§ **Assignment**: Using the records that follow, work out the number of lines with the word "DateTime" in them; reply with that number only.

§ **Supplied data**:
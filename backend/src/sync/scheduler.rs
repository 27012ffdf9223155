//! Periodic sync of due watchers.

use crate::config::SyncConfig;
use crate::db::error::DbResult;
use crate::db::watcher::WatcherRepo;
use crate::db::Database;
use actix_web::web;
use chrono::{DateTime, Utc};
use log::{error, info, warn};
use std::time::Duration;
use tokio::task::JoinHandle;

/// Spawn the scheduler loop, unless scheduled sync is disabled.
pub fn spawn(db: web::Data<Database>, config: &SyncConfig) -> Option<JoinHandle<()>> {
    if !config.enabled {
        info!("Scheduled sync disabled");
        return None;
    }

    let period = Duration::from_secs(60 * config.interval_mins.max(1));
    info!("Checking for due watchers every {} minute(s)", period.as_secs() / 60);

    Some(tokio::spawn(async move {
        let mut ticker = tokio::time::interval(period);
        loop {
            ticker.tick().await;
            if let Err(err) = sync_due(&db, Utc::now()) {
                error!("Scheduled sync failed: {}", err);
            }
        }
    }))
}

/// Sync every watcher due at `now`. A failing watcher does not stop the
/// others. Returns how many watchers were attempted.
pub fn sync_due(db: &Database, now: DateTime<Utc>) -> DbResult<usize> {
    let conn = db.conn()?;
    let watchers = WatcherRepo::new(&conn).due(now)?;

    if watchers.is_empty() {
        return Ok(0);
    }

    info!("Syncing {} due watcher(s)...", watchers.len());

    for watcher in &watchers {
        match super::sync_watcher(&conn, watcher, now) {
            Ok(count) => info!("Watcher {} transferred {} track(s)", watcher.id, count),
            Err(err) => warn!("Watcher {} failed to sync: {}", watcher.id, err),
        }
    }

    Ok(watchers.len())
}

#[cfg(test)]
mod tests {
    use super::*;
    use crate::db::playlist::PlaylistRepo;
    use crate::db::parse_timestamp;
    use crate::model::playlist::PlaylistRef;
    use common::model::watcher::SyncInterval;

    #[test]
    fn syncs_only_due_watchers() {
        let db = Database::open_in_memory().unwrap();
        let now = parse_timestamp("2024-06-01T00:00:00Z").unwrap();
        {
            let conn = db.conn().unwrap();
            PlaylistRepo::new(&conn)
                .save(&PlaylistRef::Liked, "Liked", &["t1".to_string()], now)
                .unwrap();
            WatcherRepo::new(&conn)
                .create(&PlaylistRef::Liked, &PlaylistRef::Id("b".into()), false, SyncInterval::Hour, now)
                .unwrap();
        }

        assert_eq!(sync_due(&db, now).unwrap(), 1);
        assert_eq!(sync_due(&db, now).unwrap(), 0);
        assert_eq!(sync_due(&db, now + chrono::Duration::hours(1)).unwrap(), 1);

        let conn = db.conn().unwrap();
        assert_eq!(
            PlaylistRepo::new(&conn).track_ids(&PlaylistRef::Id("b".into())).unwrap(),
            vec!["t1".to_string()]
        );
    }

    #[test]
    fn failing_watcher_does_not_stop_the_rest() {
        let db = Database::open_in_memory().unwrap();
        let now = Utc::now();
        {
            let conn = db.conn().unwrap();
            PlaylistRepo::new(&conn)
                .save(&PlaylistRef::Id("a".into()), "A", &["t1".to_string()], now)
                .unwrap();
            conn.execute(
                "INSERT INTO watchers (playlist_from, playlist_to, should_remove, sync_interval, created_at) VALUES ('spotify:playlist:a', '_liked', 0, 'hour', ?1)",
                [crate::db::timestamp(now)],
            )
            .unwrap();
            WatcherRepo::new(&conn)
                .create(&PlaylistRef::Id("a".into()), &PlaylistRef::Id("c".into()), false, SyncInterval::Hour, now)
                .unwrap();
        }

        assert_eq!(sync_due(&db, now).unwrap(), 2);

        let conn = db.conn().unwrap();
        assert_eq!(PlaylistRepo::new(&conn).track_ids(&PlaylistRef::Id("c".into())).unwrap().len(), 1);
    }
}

§ **Problem solution**: 2